> Information supplied
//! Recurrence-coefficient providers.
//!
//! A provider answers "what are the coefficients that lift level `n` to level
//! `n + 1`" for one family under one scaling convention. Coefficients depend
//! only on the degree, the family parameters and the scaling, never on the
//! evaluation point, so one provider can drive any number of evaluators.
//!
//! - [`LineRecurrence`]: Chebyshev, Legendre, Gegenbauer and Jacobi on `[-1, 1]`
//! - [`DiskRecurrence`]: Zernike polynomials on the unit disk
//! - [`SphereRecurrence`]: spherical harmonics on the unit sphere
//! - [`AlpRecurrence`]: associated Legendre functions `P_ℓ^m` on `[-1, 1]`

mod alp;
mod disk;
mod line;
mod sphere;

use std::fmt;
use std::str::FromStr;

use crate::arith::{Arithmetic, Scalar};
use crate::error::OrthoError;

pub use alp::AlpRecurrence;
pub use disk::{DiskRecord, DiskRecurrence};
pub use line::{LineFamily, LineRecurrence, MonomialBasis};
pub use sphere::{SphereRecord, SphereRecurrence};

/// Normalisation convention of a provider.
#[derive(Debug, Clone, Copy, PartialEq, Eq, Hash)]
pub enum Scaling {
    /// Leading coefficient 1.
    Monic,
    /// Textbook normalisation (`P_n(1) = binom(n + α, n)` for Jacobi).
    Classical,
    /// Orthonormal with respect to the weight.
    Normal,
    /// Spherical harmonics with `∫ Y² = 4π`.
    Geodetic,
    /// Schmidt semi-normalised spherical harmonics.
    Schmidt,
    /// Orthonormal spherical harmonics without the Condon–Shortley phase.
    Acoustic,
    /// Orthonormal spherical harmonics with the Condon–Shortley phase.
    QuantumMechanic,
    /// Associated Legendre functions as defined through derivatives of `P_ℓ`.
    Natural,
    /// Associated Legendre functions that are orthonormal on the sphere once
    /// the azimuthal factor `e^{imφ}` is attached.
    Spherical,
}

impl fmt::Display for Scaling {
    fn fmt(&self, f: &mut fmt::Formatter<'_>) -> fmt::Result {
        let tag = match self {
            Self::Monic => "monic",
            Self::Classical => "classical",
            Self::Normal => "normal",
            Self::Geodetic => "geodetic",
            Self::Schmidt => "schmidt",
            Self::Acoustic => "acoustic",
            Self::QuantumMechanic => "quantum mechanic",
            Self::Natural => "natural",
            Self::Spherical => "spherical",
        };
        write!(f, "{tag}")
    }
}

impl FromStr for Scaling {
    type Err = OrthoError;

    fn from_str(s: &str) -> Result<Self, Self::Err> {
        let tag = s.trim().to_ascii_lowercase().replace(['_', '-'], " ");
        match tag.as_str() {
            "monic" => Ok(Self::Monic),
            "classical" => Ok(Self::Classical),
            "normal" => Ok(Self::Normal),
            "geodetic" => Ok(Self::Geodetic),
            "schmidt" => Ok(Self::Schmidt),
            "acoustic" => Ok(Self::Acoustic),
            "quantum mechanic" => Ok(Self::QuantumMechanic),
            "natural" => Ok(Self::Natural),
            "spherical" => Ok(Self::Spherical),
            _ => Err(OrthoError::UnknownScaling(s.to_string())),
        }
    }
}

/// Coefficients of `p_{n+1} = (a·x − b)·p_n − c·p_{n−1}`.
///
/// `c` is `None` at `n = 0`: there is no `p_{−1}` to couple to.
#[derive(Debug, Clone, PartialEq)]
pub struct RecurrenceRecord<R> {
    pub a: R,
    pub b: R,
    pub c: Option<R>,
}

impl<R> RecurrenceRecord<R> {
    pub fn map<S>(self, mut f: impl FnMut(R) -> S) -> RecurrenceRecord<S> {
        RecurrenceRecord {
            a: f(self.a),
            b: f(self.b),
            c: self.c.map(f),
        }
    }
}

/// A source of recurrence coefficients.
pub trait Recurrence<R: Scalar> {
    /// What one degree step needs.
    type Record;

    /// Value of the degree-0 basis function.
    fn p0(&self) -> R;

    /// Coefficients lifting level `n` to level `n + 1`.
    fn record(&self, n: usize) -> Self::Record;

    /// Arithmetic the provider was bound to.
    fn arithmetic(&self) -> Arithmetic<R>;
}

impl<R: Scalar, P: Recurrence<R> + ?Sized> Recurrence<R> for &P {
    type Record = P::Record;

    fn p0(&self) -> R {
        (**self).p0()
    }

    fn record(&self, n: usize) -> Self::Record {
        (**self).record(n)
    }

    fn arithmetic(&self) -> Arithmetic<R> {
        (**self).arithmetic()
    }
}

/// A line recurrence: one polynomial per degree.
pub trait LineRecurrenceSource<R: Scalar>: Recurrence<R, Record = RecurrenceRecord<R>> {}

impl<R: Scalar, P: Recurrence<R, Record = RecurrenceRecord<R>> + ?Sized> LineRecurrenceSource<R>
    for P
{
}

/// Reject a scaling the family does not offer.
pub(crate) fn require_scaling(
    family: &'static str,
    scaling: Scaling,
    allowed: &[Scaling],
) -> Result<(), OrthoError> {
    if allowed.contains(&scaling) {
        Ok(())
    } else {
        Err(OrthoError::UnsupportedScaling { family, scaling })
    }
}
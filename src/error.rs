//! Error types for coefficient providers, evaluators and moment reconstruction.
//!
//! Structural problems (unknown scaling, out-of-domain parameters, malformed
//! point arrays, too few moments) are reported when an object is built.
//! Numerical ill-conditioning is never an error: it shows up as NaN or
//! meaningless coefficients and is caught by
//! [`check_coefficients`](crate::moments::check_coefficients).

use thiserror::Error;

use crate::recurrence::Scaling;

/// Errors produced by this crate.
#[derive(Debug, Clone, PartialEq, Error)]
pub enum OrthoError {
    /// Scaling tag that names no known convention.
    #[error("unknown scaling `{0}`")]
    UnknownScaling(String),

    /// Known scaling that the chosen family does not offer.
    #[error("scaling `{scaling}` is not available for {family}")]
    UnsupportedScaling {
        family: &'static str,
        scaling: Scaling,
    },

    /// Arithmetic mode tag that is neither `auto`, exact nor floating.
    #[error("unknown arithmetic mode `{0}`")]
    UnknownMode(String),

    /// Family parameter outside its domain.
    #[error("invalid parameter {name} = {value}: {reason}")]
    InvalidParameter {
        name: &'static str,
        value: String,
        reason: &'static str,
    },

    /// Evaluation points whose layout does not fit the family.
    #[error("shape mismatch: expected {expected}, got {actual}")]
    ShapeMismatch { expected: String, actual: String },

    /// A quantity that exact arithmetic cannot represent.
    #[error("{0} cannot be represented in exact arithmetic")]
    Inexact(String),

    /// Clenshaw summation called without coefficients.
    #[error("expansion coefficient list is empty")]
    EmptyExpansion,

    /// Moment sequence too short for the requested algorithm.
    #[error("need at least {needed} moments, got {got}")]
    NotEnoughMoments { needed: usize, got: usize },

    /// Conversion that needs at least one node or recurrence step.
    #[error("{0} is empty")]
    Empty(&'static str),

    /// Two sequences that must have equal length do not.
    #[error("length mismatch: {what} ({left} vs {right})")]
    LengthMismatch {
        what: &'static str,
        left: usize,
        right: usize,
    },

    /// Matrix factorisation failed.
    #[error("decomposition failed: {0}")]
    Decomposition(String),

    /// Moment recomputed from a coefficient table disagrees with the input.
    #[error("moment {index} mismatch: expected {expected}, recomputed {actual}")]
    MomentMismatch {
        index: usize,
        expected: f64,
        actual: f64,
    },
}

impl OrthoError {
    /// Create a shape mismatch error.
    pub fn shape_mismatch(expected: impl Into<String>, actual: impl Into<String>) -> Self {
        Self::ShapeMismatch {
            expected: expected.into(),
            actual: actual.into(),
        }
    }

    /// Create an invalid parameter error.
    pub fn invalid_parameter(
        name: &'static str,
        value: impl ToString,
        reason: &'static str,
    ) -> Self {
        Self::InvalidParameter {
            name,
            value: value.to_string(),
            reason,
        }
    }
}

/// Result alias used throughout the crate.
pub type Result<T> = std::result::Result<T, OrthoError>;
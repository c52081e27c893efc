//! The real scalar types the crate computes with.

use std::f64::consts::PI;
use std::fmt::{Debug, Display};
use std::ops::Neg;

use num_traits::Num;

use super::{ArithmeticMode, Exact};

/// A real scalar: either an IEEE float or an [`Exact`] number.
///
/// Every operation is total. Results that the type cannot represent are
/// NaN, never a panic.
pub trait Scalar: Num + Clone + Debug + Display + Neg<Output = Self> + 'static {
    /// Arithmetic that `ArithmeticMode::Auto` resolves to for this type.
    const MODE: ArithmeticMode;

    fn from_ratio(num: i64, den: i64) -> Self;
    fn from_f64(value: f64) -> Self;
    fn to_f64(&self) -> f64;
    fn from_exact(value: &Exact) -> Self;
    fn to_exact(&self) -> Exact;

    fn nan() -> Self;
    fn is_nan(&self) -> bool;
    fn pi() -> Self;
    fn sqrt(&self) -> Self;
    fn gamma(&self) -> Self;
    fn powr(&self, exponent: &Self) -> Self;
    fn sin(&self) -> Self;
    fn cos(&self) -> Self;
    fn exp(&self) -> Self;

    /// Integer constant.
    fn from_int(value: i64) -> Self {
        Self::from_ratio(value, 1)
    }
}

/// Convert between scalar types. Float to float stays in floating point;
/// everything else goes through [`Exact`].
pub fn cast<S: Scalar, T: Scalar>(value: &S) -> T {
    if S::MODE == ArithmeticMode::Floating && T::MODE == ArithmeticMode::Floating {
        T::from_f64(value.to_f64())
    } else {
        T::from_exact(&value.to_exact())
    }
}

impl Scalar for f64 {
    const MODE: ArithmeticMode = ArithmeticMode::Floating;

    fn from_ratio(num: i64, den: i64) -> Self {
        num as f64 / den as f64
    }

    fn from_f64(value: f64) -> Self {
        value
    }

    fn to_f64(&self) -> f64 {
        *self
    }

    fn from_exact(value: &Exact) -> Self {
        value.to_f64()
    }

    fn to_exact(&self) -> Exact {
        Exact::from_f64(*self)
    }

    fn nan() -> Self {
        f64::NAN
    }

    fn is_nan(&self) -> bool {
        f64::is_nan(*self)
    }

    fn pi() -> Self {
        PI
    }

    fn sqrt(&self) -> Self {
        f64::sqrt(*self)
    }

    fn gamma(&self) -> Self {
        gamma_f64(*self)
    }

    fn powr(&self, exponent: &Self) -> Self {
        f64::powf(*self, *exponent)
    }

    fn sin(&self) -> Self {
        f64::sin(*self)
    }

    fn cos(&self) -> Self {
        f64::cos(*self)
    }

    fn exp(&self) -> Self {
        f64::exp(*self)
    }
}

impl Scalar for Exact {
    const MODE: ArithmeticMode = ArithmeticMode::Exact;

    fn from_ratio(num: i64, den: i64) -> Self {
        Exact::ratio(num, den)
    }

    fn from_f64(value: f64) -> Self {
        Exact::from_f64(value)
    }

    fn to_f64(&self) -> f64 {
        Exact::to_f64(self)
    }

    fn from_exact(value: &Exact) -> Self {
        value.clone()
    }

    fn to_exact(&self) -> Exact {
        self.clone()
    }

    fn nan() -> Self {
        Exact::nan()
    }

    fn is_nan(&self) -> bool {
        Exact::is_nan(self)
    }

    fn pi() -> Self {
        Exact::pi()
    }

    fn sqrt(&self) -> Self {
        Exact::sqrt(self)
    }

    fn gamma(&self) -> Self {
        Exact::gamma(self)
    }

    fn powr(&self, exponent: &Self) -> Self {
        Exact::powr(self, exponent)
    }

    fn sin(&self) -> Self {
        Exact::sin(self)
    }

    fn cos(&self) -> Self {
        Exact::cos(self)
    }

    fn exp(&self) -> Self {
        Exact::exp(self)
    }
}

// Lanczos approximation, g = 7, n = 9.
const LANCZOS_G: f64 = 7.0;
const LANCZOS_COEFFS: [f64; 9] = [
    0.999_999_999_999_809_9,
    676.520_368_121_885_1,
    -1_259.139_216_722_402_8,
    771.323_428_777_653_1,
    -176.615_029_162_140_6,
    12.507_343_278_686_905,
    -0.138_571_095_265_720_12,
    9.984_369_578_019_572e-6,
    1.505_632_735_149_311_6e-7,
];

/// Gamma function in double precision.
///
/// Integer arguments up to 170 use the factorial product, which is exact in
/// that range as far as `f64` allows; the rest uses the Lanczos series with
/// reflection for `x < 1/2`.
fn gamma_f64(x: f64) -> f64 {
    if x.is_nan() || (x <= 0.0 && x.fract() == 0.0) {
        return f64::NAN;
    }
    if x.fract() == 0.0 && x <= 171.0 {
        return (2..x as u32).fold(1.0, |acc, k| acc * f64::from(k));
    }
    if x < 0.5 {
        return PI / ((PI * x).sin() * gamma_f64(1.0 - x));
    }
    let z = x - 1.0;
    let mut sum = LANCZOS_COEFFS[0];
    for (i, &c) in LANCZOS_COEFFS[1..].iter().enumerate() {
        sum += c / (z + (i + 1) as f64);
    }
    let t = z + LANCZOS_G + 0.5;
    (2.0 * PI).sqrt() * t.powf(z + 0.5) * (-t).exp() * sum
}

> Try it
Keep both end lines and retype everything in the records above from the line containing "exact nor floating." through the line containing "fit the family.", exactly, with nothing else.

> Answer to the problem
    /// Arithmetic mode tag that is neither `auto`, exact nor floating.
    #[error("unknown arithmetic mode `{0}`")]
    UnknownMode(String),

    /// Family parameter outside its domain.
    #[error("invalid parameter {name} = {value}: {reason}")]
    InvalidParameter {
        name: &'static str,
        value: String,
        reason: &'static str,
    },

    /// Evaluation points whose layout does not fit the family.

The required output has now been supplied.